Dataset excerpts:
# # # # # # #

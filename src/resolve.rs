//! Layered command resolution
//!
//! A normalized command walks a strictly ordered chain and stops at the
//! first stage that produces a result: exact mode keywords, memory write,
//! memory read, memory forget, skill dispatch, AI fallback. The final
//! stage always answers, so no command is ever left unhandled.

use std::fmt;
use std::sync::Arc;

use crate::ai::CompletionBackend;
use crate::db::MemoryRepo;
use crate::hud::Hud;
use crate::skills::SkillRegistry;

/// Display/behavior mode driven by mode keywords
#[derive(Debug, Clone, Copy, PartialEq, Eq, Default)]
pub enum Mode {
    /// Default presentation
    #[default]
    Normal,
    /// Combat presentation
    Combat,
    /// Gaming presentation
    Gaming,
}

impl fmt::Display for Mode {
    fn fmt(&self, f: &mut fmt::Formatter<'_>) -> fmt::Result {
        let name = match self {
            Self::Normal => "normal",
            Self::Combat => "combat",
            Self::Gaming => "gaming",
        };
        f.write_str(name)
    }
}

/// What the resolver decided for one command
#[derive(Debug, Clone, PartialEq, Eq)]
pub struct Resolution {
    /// Text to speak
    pub reply: String,
    /// Mode change side effect, if any
    pub mode: Option<Mode>,
}

impl Resolution {
    fn spoken(reply: impl Into<String>) -> Self {
        Self {
            reply: reply.into(),
            mode: None,
        }
    }

    fn mode_change(reply: impl Into<String>, mode: Mode) -> Self {
        Self {
            reply: reply.into(),
            mode: Some(mode),
        }
    }
}

/// The layered decision pipeline
///
/// Owns the skill registry outright; memory writes happen only through the
/// recognized `remember`/`forget` command shapes.
pub struct CommandResolver {
    memory: MemoryRepo,
    skills: SkillRegistry,
    ai: Arc<dyn CompletionBackend>,
    hud: Arc<dyn Hud>,
}

impl CommandResolver {
    /// Create a resolver over its four collaborators
    #[must_use]
    pub fn new(
        memory: MemoryRepo,
        skills: SkillRegistry,
        ai: Arc<dyn CompletionBackend>,
        hud: Arc<dyn Hud>,
    ) -> Self {
        Self {
            memory,
            skills,
            ai,
            hud,
        }
    }

    /// Resolve an already-normalized command into a reply and side effects
    ///
    /// Callers must not pass an empty command; normalization guarantees
    /// droppable input is dropped upstream.
    pub async fn resolve(&mut self, command: &str) -> Resolution {
        tracing::info!(command, "resolving command");

        if let Some(resolution) = self.try_modes(command) {
            self.apply(&resolution);
            return resolution;
        }

        if let Some(resolution) = self.try_remember(command) {
            self.apply(&resolution);
            return resolution;
        }

        if let Some(resolution) = self.try_recall(command) {
            self.apply(&resolution);
            return resolution;
        }

        if let Some(resolution) = self.try_forget(command) {
            self.apply(&resolution);
            return resolution;
        }

        if let Some(reply) = self.skills.dispatch(command) {
            let resolution = Resolution::spoken(reply);
            self.apply(&resolution);
            return resolution;
        }

        // Terminal stage: the fallback always answers
        let resolution = Resolution::spoken(self.ai.complete(command).await);
        self.apply(&resolution);
        resolution
    }

    /// Stage 1: exact mode keywords
    fn try_modes(&mut self, command: &str) -> Option<Resolution> {
        match command {
            "combat mode" => Some(Resolution::mode_change(
                "Combat mode engaged, sir.",
                Mode::Combat,
            )),
            "gaming mode" => {
                // Forward for gaming-specific side effects; the fixed
                // acknowledgment is spoken regardless of the outcome.
                if let Some(result) = self.skills.dispatch(command) {
                    tracing::debug!(result = %result, "gaming mode dispatch");
                }
                Some(Resolution::mode_change(
                    "Gaming mode activated, sir.",
                    Mode::Gaming,
                ))
            }
            "normal mode" => Some(Resolution::mode_change(
                "Normal mode restored, sir.",
                Mode::Normal,
            )),
            _ => None,
        }
    }

    /// Stage 2: memory write (`remember <key> is|to <value>`)
    ///
    /// A remember command with no recognizable separator never falls
    /// through to later stages; it gets a clarification prompt instead.
    fn try_remember(&self, command: &str) -> Option<Resolution> {
        let payload = command.strip_prefix("remember ")?.trim();

        let Some((key, value)) = payload
            .split_once(" is ")
            .or_else(|| payload.split_once(" to "))
        else {
            return Some(Resolution::spoken("Please tell me what to remember, sir."));
        };
        let (key, value) = (key.trim(), value.trim());

        if key.is_empty() || value.is_empty() {
            return Some(Resolution::spoken("Please tell me what to remember, sir."));
        }

        match self.memory.remember(key, value) {
            Ok(()) => Some(Resolution::spoken(format!("I will remember {key}, sir."))),
            Err(e) => {
                tracing::error!(error = %e, "failed to store fact");
                Some(Resolution::spoken("I could not store that, sir."))
            }
        }
    }

    /// Stage 3: memory read (`what is <key>` / `who is <key>`)
    ///
    /// A miss does not short-circuit: an unknown fact falls through to the
    /// skill and AI stages, which can still answer it generally.
    fn try_recall(&self, command: &str) -> Option<Resolution> {
        let key = command
            .strip_prefix("what is ")
            .or_else(|| command.strip_prefix("who is "))?
            .trim();

        match self.memory.recall(key) {
            Ok(Some(value)) => Some(Resolution::spoken(format!("{key} is {value}, sir."))),
            Ok(None) => None,
            Err(e) => {
                tracing::error!(error = %e, "fact lookup failed");
                None
            }
        }
    }

    /// Stage 4: memory forget (`forget <key>`) — terminal either way
    fn try_forget(&self, command: &str) -> Option<Resolution> {
        let key = command.strip_prefix("forget ")?.trim();

        let removed = match self.memory.forget(key) {
            Ok(removed) => removed,
            Err(e) => {
                tracing::error!(error = %e, "fact removal failed");
                false
            }
        };

        let reply = if removed {
            format!("I have forgotten {key}, sir.")
        } else {
            format!("I have no memory of {key}, sir.")
        };
        Some(Resolution::spoken(reply))
    }

    /// Push side effects to the HUD collaborator
    fn apply(&self, resolution: &Resolution) {
        if let Some(mode) = resolution.mode {
            self.hud.set_mode(mode);
        }
        self.hud.log(&format!("[CMD] {}", resolution.reply));
    }
}

#[cfg(test)]
mod tests {
    use super::*;
    use crate::db;
    use crate::hud::LogHud;
    use crate::skills::Skill;
    use async_trait::async_trait;

    struct StubAi;

    #[async_trait]
    impl CompletionBackend for StubAi {
        async fn complete(&self, prompt: &str) -> String {
            format!("ai:{prompt}")
        }
    }

    struct EchoSkill(&'static str);

    impl Skill for EchoSkill {
        fn name(&self) -> &str {
            "echo"
        }

        fn handle(&self, command: &str) -> crate::Result<Option<String>> {
            if command.starts_with(self.0) {
                Ok(Some(format!("skill:{command}")))
            } else {
                Ok(None)
            }
        }
    }

    fn resolver_with(skills: SkillRegistry) -> (CommandResolver, Arc<LogHud>, MemoryRepo) {
        let memory = MemoryRepo::new(db::init_memory().unwrap());
        let hud = Arc::new(LogHud::new());
        let resolver = CommandResolver::new(memory.clone(), skills, Arc::new(StubAi), hud.clone());
        (resolver, hud, memory)
    }

    fn resolver() -> (CommandResolver, Arc<LogHud>, MemoryRepo) {
        resolver_with(SkillRegistry::new(Vec::new()))
    }

    #[tokio::test]
    async fn combat_mode_sets_mode_and_acks() {
        let (mut resolver, hud, _) = resolver();
        let resolution = resolver.resolve("combat mode").await;

        assert_eq!(resolution.reply, "Combat mode engaged, sir.");
        assert_eq!(resolution.mode, Some(Mode::Combat));
        assert_eq!(hud.mode(), Mode::Combat);
    }

    #[tokio::test]
    async fn gaming_mode_acks_even_when_no_skill_claims_it() {
        let (mut resolver, hud, _) = resolver();
        let resolution = resolver.resolve("gaming mode").await;

        assert_eq!(resolution.reply, "Gaming mode activated, sir.");
        assert_eq!(hud.mode(), Mode::Gaming);
    }

    #[tokio::test]
    async fn remember_with_is_separator_stores_fact() {
        let (mut resolver, _, memory) = resolver();
        let resolution = resolver.resolve("remember my pin is 4321").await;

        assert_eq!(resolution.reply, "I will remember my pin, sir.");
        assert_eq!(memory.recall("my pin").unwrap().as_deref(), Some("4321"));
    }

    #[tokio::test]
    async fn remember_with_to_separator_stores_fact() {
        let (mut resolver, _, memory) = resolver();
        resolver.resolve("remember call mom to friday evening").await;

        assert_eq!(
            memory.recall("call mom").unwrap().as_deref(),
            Some("friday evening")
        );
    }

    #[tokio::test]
    async fn remember_splits_on_first_is_occurrence() {
        let (mut resolver, _, memory) = resolver();
        resolver
            .resolve("remember the wifi is whatever it is today")
            .await;

        assert_eq!(
            memory.recall("the wifi").unwrap().as_deref(),
            Some("whatever it is today")
        );
    }

    #[tokio::test]
    async fn remember_without_separator_asks_for_clarification() {
        let (mut resolver, _, memory) = resolver();
        let resolution = resolver.resolve("remember everything").await;

        assert_eq!(resolution.reply, "Please tell me what to remember, sir.");
        assert!(memory.list().unwrap().is_empty());
    }

    #[tokio::test]
    async fn what_is_hit_answers_from_memory() {
        let (mut resolver, _, memory) = resolver();
        memory.remember("my pin", "4321").unwrap();

        let resolution = resolver.resolve("what is my pin").await;
        assert_eq!(resolution.reply, "my pin is 4321, sir.");
    }

    #[tokio::test]
    async fn what_is_miss_falls_through_to_ai() {
        let (mut resolver, _, _) = resolver();
        let resolution = resolver.resolve("what is the capital of france").await;

        assert_eq!(resolution.reply, "ai:what is the capital of france");
    }

    #[tokio::test]
    async fn what_is_miss_falls_through_to_skills_before_ai() {
        let mut skills = SkillRegistry::new(Vec::new());
        skills.register(Box::new(EchoSkill("what is")));
        let (mut resolver, _, _) = resolver_with(skills);

        let resolution = resolver.resolve("what is the weather").await;
        assert_eq!(resolution.reply, "skill:what is the weather");
    }

    #[tokio::test]
    async fn forget_is_terminal_on_hit_and_miss() {
        let (mut resolver, _, memory) = resolver();
        memory.remember("my pin", "4321").unwrap();

        let hit = resolver.resolve("forget my pin").await;
        assert_eq!(hit.reply, "I have forgotten my pin, sir.");

        let miss = resolver.resolve("forget my pin").await;
        assert_eq!(miss.reply, "I have no memory of my pin, sir.");
    }

    #[tokio::test]
    async fn skill_result_short_circuits_ai() {
        let mut skills = SkillRegistry::new(Vec::new());
        skills.register(Box::new(EchoSkill("play")));
        let (mut resolver, _, _) = resolver_with(skills);

        let resolution = resolver.resolve("play some jazz").await;
        assert_eq!(resolution.reply, "skill:play some jazz");
    }

    #[tokio::test]
    async fn unclaimed_command_reaches_ai() {
        let (mut resolver, hud, _) = resolver();
        let resolution = resolver.resolve("tell me a story").await;

        assert_eq!(resolution.reply, "ai:tell me a story");
        assert_eq!(resolution.mode, None);
        assert_eq!(hud.mode(), Mode::Normal);
    }

    #[tokio::test]
    async fn remember_never_reaches_ai() {
        let (mut resolver, _, memory) = resolver();
        let resolution = resolver.resolve("remember my pin is 4321").await;

        assert!(!resolution.reply.starts_with("ai:"));
        assert_eq!(memory.recall("my pin").unwrap().as_deref(), Some("4321"));
    }
}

# # # # # # #

Return only the lines between the one holding "through to the" and the one holding "impl CompletionBackend for", inclusive, exactly as they appear above.

Written answer ▸
    /// A miss does not short-circuit: an unknown fact falls through to the
    /// skill and AI stages, which can still answer it generally.
    fn try_recall(&self, command: &str) -> Option<Resolution> {
        let key = command
            .strip_prefix("what is ")
            .or_else(|| command.strip_prefix("who is "))?
            .trim();

        match self.memory.recall(key) {
            Ok(Some(value)) => Some(Resolution::spoken(format!("{key} is {value}, sir."))),
            Ok(None) => None,
            Err(e) => {
                tracing::error!(error = %e, "fact lookup failed");
                None
            }
        }
    }

    /// Stage 4: memory forget (`forget <key>`) — terminal either way
    fn try_forget(&self, command: &str) -> Option<Resolution> {
        let key = command.strip_prefix("forget ")?.trim();

        let removed = match self.memory.forget(key) {
            Ok(removed) => removed,
            Err(e) => {
                tracing::error!(error = %e, "fact removal failed");
                false
            }
        };

        let reply = if removed {
            format!("I have forgotten {key}, sir.")
        } else {
            format!("I have no memory of {key}, sir.")
        };
        Some(Resolution::spoken(reply))
    }

    /// Push side effects to the HUD collaborator
    fn apply(&self, resolution: &Resolution) {
        if let Some(mode) = resolution.mode {
            self.hud.set_mode(mode);
        }
        self.hud.log(&format!("[CMD] {}", resolution.reply));
    }
}

#[cfg(test)]
mod tests {
    use super::*;
    use crate::db;
    use crate::hud::LogHud;
    use crate::skills::Skill;
    use async_trait::async_trait;

    struct StubAi;

    #[async_trait]
    impl CompletionBackend for StubAi {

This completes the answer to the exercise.